**What to produce**:
Look for the word "ones" in the entries below, then copy every line that has it.

▬▬▬

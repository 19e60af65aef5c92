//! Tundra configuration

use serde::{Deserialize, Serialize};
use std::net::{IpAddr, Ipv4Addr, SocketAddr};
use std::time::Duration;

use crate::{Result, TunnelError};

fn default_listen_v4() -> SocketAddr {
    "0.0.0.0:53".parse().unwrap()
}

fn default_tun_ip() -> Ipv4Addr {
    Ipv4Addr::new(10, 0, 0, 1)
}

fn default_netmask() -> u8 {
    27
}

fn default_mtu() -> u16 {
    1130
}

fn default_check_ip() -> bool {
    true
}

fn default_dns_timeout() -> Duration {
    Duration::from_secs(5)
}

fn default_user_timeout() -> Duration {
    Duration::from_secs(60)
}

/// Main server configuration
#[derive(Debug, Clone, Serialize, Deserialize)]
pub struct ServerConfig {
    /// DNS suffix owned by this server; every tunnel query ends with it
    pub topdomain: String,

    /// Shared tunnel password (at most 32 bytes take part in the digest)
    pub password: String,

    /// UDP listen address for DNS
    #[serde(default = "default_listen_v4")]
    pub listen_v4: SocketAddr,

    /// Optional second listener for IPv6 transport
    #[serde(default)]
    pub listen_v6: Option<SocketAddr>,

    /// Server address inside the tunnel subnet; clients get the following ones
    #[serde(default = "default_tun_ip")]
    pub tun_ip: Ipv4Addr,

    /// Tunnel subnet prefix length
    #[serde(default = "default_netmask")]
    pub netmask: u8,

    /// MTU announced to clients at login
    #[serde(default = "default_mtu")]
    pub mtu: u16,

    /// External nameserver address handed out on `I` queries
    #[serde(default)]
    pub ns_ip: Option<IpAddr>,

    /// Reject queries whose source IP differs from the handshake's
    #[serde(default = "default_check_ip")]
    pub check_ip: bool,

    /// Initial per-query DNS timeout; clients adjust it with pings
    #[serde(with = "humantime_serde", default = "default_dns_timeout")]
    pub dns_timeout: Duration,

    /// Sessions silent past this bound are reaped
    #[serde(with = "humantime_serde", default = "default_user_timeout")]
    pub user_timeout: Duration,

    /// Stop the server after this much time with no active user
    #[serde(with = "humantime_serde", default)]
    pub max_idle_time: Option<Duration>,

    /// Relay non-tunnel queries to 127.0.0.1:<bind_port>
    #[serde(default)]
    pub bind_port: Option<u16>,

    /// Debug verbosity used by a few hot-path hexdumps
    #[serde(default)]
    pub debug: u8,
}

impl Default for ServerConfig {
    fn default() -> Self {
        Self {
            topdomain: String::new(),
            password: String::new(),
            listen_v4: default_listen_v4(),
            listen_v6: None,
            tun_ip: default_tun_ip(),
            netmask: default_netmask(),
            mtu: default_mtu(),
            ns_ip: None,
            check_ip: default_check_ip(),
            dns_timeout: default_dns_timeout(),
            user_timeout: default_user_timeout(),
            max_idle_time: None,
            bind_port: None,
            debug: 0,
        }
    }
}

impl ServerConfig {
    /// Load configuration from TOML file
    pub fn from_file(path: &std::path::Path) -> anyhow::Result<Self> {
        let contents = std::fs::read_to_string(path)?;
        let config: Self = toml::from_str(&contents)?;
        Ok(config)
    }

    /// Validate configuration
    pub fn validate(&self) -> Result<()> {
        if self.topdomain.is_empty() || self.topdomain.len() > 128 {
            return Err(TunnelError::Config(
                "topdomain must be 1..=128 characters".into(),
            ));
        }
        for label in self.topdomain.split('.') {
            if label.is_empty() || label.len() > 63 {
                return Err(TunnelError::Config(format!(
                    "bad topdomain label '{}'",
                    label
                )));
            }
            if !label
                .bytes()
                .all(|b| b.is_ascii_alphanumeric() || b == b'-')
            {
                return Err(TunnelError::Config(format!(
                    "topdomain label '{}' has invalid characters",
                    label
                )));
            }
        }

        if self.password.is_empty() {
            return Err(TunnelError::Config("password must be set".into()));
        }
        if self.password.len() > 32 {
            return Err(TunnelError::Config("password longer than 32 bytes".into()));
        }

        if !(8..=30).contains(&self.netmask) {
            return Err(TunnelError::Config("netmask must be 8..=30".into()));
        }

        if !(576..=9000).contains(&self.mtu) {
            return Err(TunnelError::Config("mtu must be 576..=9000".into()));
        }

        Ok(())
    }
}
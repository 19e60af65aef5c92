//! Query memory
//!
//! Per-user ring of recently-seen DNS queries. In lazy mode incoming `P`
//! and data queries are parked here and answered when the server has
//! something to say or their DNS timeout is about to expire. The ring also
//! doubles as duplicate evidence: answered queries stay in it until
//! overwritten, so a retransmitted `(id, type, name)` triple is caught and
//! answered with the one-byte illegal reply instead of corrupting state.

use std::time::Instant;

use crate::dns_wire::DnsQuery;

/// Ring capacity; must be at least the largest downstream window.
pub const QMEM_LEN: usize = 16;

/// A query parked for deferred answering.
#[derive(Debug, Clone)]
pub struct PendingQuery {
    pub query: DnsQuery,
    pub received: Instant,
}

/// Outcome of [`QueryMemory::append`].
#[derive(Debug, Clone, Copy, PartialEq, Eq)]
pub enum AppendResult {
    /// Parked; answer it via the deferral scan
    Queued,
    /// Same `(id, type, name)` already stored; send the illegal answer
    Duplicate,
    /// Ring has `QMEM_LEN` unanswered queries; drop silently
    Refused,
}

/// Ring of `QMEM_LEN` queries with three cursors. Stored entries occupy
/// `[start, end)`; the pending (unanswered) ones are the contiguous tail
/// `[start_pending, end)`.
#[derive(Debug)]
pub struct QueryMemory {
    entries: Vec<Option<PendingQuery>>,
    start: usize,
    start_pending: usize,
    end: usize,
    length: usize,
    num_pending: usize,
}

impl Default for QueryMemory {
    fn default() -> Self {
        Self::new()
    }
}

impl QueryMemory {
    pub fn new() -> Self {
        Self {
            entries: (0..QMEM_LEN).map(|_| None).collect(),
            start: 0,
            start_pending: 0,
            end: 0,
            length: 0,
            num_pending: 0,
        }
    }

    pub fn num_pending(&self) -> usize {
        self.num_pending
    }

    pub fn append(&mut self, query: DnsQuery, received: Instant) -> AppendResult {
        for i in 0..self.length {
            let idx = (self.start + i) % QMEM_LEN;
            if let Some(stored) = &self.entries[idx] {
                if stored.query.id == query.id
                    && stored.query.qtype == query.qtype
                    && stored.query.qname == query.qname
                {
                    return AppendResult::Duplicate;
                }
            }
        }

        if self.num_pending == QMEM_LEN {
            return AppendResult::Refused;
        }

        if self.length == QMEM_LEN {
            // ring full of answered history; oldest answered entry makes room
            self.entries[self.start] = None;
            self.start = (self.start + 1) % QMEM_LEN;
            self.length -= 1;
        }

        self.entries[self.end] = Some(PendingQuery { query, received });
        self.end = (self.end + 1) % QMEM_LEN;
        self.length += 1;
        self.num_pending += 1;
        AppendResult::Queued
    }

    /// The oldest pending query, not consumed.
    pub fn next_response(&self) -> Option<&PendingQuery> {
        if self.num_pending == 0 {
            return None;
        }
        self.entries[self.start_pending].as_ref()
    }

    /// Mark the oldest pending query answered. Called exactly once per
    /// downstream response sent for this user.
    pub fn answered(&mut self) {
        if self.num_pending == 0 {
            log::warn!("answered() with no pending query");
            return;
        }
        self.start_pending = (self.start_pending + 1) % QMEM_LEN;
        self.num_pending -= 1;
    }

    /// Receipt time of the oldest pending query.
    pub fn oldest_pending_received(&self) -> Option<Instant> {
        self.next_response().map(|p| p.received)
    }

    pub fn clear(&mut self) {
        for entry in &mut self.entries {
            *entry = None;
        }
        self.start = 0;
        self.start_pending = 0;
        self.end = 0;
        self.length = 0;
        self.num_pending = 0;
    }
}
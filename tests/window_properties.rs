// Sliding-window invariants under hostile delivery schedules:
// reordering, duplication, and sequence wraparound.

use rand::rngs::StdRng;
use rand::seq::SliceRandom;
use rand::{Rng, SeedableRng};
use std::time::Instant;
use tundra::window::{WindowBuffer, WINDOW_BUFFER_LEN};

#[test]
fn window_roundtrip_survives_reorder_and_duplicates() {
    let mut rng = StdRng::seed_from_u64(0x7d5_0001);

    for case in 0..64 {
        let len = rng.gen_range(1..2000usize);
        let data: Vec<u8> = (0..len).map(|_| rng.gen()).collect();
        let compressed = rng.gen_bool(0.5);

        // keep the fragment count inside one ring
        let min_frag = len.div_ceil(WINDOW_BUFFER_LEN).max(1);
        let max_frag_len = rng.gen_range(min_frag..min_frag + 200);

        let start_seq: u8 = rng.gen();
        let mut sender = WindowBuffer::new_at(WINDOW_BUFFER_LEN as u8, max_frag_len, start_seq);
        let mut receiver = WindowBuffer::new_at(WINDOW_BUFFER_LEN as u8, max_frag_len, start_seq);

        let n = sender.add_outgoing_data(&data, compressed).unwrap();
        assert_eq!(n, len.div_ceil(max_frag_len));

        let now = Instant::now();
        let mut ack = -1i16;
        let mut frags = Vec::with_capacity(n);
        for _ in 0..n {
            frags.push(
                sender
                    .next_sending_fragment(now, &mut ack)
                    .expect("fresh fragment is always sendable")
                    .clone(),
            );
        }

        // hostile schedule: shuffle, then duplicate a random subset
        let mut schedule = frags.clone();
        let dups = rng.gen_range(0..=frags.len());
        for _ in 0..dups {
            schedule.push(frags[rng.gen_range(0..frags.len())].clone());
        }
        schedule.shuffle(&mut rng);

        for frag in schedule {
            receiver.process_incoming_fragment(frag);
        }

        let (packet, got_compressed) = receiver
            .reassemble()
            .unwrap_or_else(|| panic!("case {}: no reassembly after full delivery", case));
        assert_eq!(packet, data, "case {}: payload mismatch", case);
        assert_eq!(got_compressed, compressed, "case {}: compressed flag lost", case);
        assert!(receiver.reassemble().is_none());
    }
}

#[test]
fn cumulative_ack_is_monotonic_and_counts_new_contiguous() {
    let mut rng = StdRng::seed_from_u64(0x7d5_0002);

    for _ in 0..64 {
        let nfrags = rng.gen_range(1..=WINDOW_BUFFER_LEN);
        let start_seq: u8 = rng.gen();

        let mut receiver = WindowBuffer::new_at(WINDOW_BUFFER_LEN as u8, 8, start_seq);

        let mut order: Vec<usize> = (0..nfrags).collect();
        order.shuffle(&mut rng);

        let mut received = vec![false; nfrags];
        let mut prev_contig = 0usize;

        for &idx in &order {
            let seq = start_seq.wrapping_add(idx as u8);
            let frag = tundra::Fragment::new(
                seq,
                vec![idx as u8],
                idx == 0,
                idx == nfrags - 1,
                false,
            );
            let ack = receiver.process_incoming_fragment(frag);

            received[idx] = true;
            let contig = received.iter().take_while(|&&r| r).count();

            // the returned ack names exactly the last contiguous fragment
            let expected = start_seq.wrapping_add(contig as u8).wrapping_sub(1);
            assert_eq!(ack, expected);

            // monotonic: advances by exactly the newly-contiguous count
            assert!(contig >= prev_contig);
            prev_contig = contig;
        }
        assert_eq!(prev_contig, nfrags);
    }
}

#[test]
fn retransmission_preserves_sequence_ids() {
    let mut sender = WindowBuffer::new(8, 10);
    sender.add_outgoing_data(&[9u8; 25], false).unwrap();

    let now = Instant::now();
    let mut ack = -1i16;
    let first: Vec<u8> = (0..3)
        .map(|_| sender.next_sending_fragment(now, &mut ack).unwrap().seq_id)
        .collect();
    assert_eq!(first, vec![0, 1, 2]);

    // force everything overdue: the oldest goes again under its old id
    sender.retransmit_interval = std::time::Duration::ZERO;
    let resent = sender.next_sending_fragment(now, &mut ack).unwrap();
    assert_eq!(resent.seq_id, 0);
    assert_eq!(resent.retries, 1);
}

▬▬▬

**Answer for this exercise**:
    /// Server address inside the tunnel subnet; clients get the following ones
/// `[start, end)`; the pending (unanswered) ones are the contiguous tail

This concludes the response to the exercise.